While there's nothing inherently wrong with GTD it tends to promote individual efficiency. It prioritizes efficiency over effectiveness. It encourages you to capture everything you need to do, process it all, and begin knocking tasks out as efficiently as possible. If something would require less than 2 minutes to do, you're encouraged to do it right there and then. Otherwise, you're encouraged to match your tasks with the context you're in, essentially doing the kinds of tasks you based upon your current environment.
The harmful thing about this is that it naturally pulls you towards being highly efficient and reactive. It makes it feel like more tasks completed is better than fewer tasks completed without considering the priority and what is most important.

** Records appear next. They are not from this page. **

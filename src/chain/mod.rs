//! Solana chain access.
//!
//! `pubkey` and `tx` provide the wire-level primitives; `rpc` talks to
//! a node over JSON-RPC. The `ChainClient` trait is the seam the
//! executor and dex integration depend on, so tests can substitute a
//! deterministic in-memory chain.

pub mod pubkey;
pub mod rpc;
pub mod tx;

use async_trait::async_trait;

use crate::chain::pubkey::Pubkey;
use crate::chain::tx::{Blockhash, Transaction};
use crate::types::AgentError;

/// Abstraction over the blockchain RPC surface the agent consumes.
///
/// `send_transaction` returns the transaction signature (base58);
/// `confirm_transaction` blocks until the network acknowledges it or
/// the client's configured timeout elapses.
#[cfg_attr(test, mockall::automock)]
#[async_trait]
pub trait ChainClient: Send + Sync {
    /// Current balance of an account, in lamports.
    async fn get_balance(&self, address: &Pubkey) -> Result<u64, AgentError>;

    /// Raw account data. Errors if the account does not exist.
    async fn get_account_data(&self, address: &Pubkey) -> Result<Vec<u8>, AgentError>;

    /// A recent blockhash usable for transaction construction.
    async fn get_latest_blockhash(&self) -> Result<Blockhash, AgentError>;

    /// Submit a signed transaction; returns its signature.
    async fn send_transaction(&self, tx: &Transaction) -> Result<String, AgentError>;

    /// Wait until the given signature reaches the configured
    /// commitment level.
    async fn confirm_transaction(&self, signature: &str) -> Result<(), AgentError>;
}
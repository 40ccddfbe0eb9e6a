//! Persistence layer.
//!
//! A single SQLite table of task records, created on first run. The
//! store only ever appends rows and flips `status`; tasks are never
//! deleted, so the table grows without bound.

use chrono::{DateTime, Utc};
use sqlx::sqlite::{SqliteConnectOptions, SqlitePool, SqlitePoolOptions};
use sqlx::Row;
use std::str::FromStr;
use tracing::{debug, info, warn};

use crate::types::{AgentError, Task, TaskKind, TaskStatus};

const CREATE_TABLE: &str = "CREATE TABLE IF NOT EXISTS tasks (
    id INTEGER PRIMARY KEY AUTOINCREMENT,
    kind TEXT NOT NULL,
    status TEXT NOT NULL,
    payload TEXT NOT NULL,
    created_at TEXT NOT NULL
)";

/// Durable task table. One pool is opened at startup and shared for
/// the process lifetime.
#[derive(Clone)]
pub struct TaskStore {
    pool: SqlitePool,
}

impl TaskStore {
    /// Open (creating if absent) the database at `path` and ensure the
    /// tasks table exists. Fatal for the caller if this fails.
    pub async fn open(path: &str) -> Result<Self, AgentError> {
        let options = SqliteConnectOptions::new()
            .filename(path)
            .create_if_missing(true);

        let pool = SqlitePoolOptions::new()
            .max_connections(1)
            .connect_with(options)
            .await?;

        sqlx::query(CREATE_TABLE).execute(&pool).await?;
        info!(path, "Task store ready");
        Ok(Self { pool })
    }

    /// In-memory store, used by tests.
    pub async fn open_in_memory() -> Result<Self, AgentError> {
        let pool = SqlitePoolOptions::new()
            .max_connections(1)
            .connect_with(SqliteConnectOptions::from_str("sqlite::memory:").map_err(AgentError::Storage)?)
            .await?;
        sqlx::query(CREATE_TABLE).execute(&pool).await?;
        Ok(Self { pool })
    }

    /// Append a new pending task; returns its assigned id.
    pub async fn insert(
        &self,
        kind: &TaskKind,
        payload: &serde_json::Value,
    ) -> Result<i64, AgentError> {
        let result = sqlx::query(
            "INSERT INTO tasks (kind, status, payload, created_at) VALUES (?, ?, ?, ?)",
        )
        .bind(kind.to_string())
        .bind(TaskStatus::Pending.to_string())
        .bind(payload.to_string())
        .bind(Utc::now().to_rfc3339())
        .execute(&self.pool)
        .await?;

        let id = result.last_insert_rowid();
        debug!(id, kind = %kind, "Task inserted");
        Ok(id)
    }

    /// All pending tasks, in insertion order.
    pub async fn list_pending(&self) -> Result<Vec<Task>, AgentError> {
        let rows = sqlx::query(
            "SELECT id, kind, status, payload, created_at FROM tasks \
             WHERE status = ? ORDER BY id",
        )
        .bind(TaskStatus::Pending.to_string())
        .fetch_all(&self.pool)
        .await?;

        Ok(rows.into_iter().map(|row| self.row_to_task(row)).collect())
    }

    /// Set the status for the given id. Succeeds (affecting zero rows)
    /// when the id does not exist.
    pub async fn update_status(&self, id: i64, status: TaskStatus) -> Result<(), AgentError> {
        let result = sqlx::query("UPDATE tasks SET status = ? WHERE id = ?")
            .bind(status.to_string())
            .bind(id)
            .execute(&self.pool)
            .await?;

        if result.rows_affected() == 0 {
            warn!(id, "Status update matched no task");
        } else {
            debug!(id, status = %status, "Task status updated");
        }
        Ok(())
    }

    /// Fetch a single task by id, if present.
    pub async fn get(&self, id: i64) -> Result<Option<Task>, AgentError> {
        let row = sqlx::query("SELECT id, kind, status, payload, created_at FROM tasks WHERE id = ?")
            .bind(id)
            .fetch_optional(&self.pool)
            .await?;
        Ok(row.map(|r| self.row_to_task(r)))
    }

    fn row_to_task(&self, row: sqlx::sqlite::SqliteRow) -> Task {
        let id: i64 = row.get("id");
        let kind_text: String = row.get("kind");
        let status_text: String = row.get("status");
        let payload_text: String = row.get("payload");
        let created_text: String = row.get("created_at");

        // Unknown kinds round-trip through TaskKind::Other (infallible).
        let kind = kind_text.parse().unwrap_or(TaskKind::Other(kind_text));

        let status = status_text.parse().unwrap_or_else(|_| {
            warn!(id, status = %status_text, "Unknown status in store, treating as failed");
            TaskStatus::Failed
        });

        // A corrupt payload surfaces as null rather than dropping the row.
        let payload = serde_json::from_str(&payload_text).unwrap_or_else(|e| {
            warn!(id, error = %e, "Unparsable task payload");
            serde_json::Value::Null
        });

        let created_at = DateTime::parse_from_rfc3339(&created_text)
            .map(|t| t.with_timezone(&Utc))
            .unwrap_or_else(|_| Utc::now());

        Task {
            id,
            kind,
            status,
            payload,
            created_at,
        }
    }
}

// ---------------------------------------------------------------------------
// Tests
// ---------------------------------------------------------------------------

If we look towards manufacturing it's common knowledge that having all of your machines operate at 100% efficiency is a recipe for disaster. You operate the machines at the level of efficiency that makes sense for the productiveness of the factory as a whole. Just because some machines can produce 100 widgets/hr doesn't mean you should do it if the rest of the system can only handle 30 widgets/hr max. You'll chew through your resources and end up with piles of widgets that would lead to its own set of problems.
However, this seems to be where we're headed with our organizations where instead of machines we have knowledge workers. We expect each of our people to be as efficient as possible. Everyone needs to be operating at maximum efficiency. It may not be as obvious as extra parts piling up around a machine causing issues for the rest of the factory floor, but knowledge workers doing more because they can I think has similar knock-on effects to the rest of the organization.
Modern organizations seem to always have a million things they need to get done and are only getting a fraction of it completed. Teams that are dependent on one another barely have time for one another due to their own self-imposed workload. A maximally efficient team without slack means there is no flexibility and adaptability. Coordination issues are too difficult to deal with in real-time when it comes at the expense of promised deadlines. You end up coordinating quarterly or yearly, the brief moments throughout the year where you may come up for air to immediately resume drowning in your own work.
I'm not sure what the solution is to all of this, but it seems odd that we're so unwilling to experiment with how we work as an organization. The level of productivity in factories multiplied many orders of magnitude through novel thinking and a willingness to experiment. I would love to see what that kind of mindset and energy would look like in our work cultures.